Stability of quantum and Sharvin constrictions
Jason N. Armstrong, Susan Z. Hua, and Harsh Deep Chopra

TL;DR
This study investigates the mechanical stability and deformation modes of gold atomic constrictions across quantum to semi-classical regimes, revealing fundamental deformation crossovers and size-dependent modulus enhancements.
Contribution
It provides new insights into atomic-scale deformation mechanisms and stability in gold constrictions, identifying size-dependent deformation crossovers and quantifying modulus enhancements at the nanoscale.
Findings
Discrete atomic displacements correspond to elementary slip distances in gold.
Two fundamental deformation crossovers are identified: from homogeneous shear to defect-mediated deformation, and from surface to volume-dominated deformation.

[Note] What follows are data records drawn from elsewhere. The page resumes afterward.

//! Synchronisation engine tests against the in-memory adapters.

use std::sync::Arc;

use crate::push_sync::{
    adapters::memory::{InMemoryActivityLog, InMemoryProjectDirectory, InMemoryWorkItemStore},
    domain::{
        ActivityLogEntry, ActivityLogId, BranchName, BranchPolicyKind, Commit, CommitId,
        PUSH_EVENT_TYPE, Project, ProjectId, PushEvent, StatusTable, WorkItem, WorkItemId,
        WorkItemStatus,
    },
    ports::{
        ActivityLogError, ActivityLogResult, ActivityLogSink, ProjectDirectory,
        ProjectDirectoryError, ProjectDirectoryResult, WorkItemStore, WorkItemStoreError,
        WorkItemStoreResult,
    },
    services::{
        IgnoreReason, PushSyncError, PushSyncErrorKind, PushSyncOutcome, PushSyncReport,
        PushSyncService, SyncSettings,
    },
};
use async_trait::async_trait;
use eyre::{bail, ensure};
use mockable::DefaultClock;
use rstest::{fixture, rstest};

type MemoryService =
    PushSyncService<InMemoryWorkItemStore, InMemoryActivityLog, InMemoryProjectDirectory, DefaultClock>;

struct Harness {
    service: MemoryService,
    work_items: Arc<InMemoryWorkItemStore>,
    activity_log: Arc<InMemoryActivityLog>,
}

impl Harness {
    fn with_settings(settings: SyncSettings) -> eyre::Result<Self> {
        let tracker = project_id(1)?;
        let other = project_id(2)?;
        let work_items = Arc::new(InMemoryWorkItemStore::with_items([
            WorkItem::new(item_id(1)?, tracker, "Login form", WorkItemStatus::Pending),
            WorkItem::new(item_id(2)?, tracker, "Session expiry", WorkItemStatus::Pending),
            WorkItem::new(item_id(3)?, tracker, "Audit trail", WorkItemStatus::InProgress),
            WorkItem::new(item_id(50)?, other, "Foreign item", WorkItemStatus::Pending),
        ]));
        let activity_log = Arc::new(InMemoryActivityLog::new());
        let projects = Arc::new(InMemoryProjectDirectory::with_projects([
            Project::new(tracker, "Tracker"),
            Project::new(other, "Other"),
        ]));
        let service = PushSyncService::new(
            Arc::clone(&work_items),
            Arc::clone(&activity_log),
            projects,
            Arc::new(DefaultClock),
            settings,
        );
        Ok(Self {
            service,
            work_items,
            activity_log,
        })
    }

    fn status_of(&self, id: u64) -> eyre::Result<WorkItemStatus> {
        let Some(item) = self.work_items.get(item_id(id)?)? else {
            bail!("work item {id} missing from store");
        };
        Ok(item.status())
    }

    fn logged(&self) -> eyre::Result<usize> {
        Ok(self.activity_log.entries()?.len())
    }
}

#[fixture]
fn harness() -> Harness {
    Harness::with_settings(tiered_settings()).expect("harness builds")
}

fn tiered_settings() -> SyncSettings {
    SyncSettings::new(StatusTable::default(), BranchPolicyKind::Tiered)
        .expect("default settings compile")
}

fn project_id(value: u64) -> eyre::Result<ProjectId> {
    Ok(ProjectId::new(value)?)
}

fn item_id(value: u64) -> eyre::Result<WorkItemId> {
    Ok(WorkItemId::new(value)?)
}

fn push(branch: &str, messages: &[&str]) -> eyre::Result<PushEvent> {
    let commits = messages
        .iter()
        .enumerate()
        .map(|(index, message)| -> eyre::Result<Commit> {
            let id = CommitId::new(format!("c0ffee{index}"))?;
            Ok(Commit::new(id, *message).with_author("Dana"))
        })
        .collect::<eyre::Result<Vec<_>>>()?;
    Ok(PushEvent::new(BranchName::new(branch)?, commits).with_repository("tracker"))
}

fn synchronized(outcome: PushSyncOutcome) -> eyre::Result<PushSyncReport> {
    match outcome {
        PushSyncOutcome::Synchronized(report) => Ok(report),
        PushSyncOutcome::Ignored { reason, .. } => bail!("push unexpectedly ignored: {reason}"),
    }
}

Size-dependent modulus enhancement, at least twice that of bulk gold, is observed near the Fermi wavelength.
Abstract
Previously, the authors reported direct evidence of channel saturation and conductance quantization in atomic-sized gold constrictions through mechanical perturbation studies, and also showed that peaks in conductance histograms are insufficient in evaluating their mechanical stability [Armstrong et al., Phys. Rev. B 82, 195416 (2010)]. In the present study, gold constrictions spanning the range from quantum to the semi-classical (Sharvin) conductance regimes are mechanically probed with pico-level resolution in applied force and deformation, along with simultaneous measurements of conductance. While reconfiguration from one constriction size to another is known to occur by apparently random discrete atomic displacements, results reveal a remarkable simplicity - the magnitude of discrete atomic displacements is limited to a small set of values that correspond to elementary slip…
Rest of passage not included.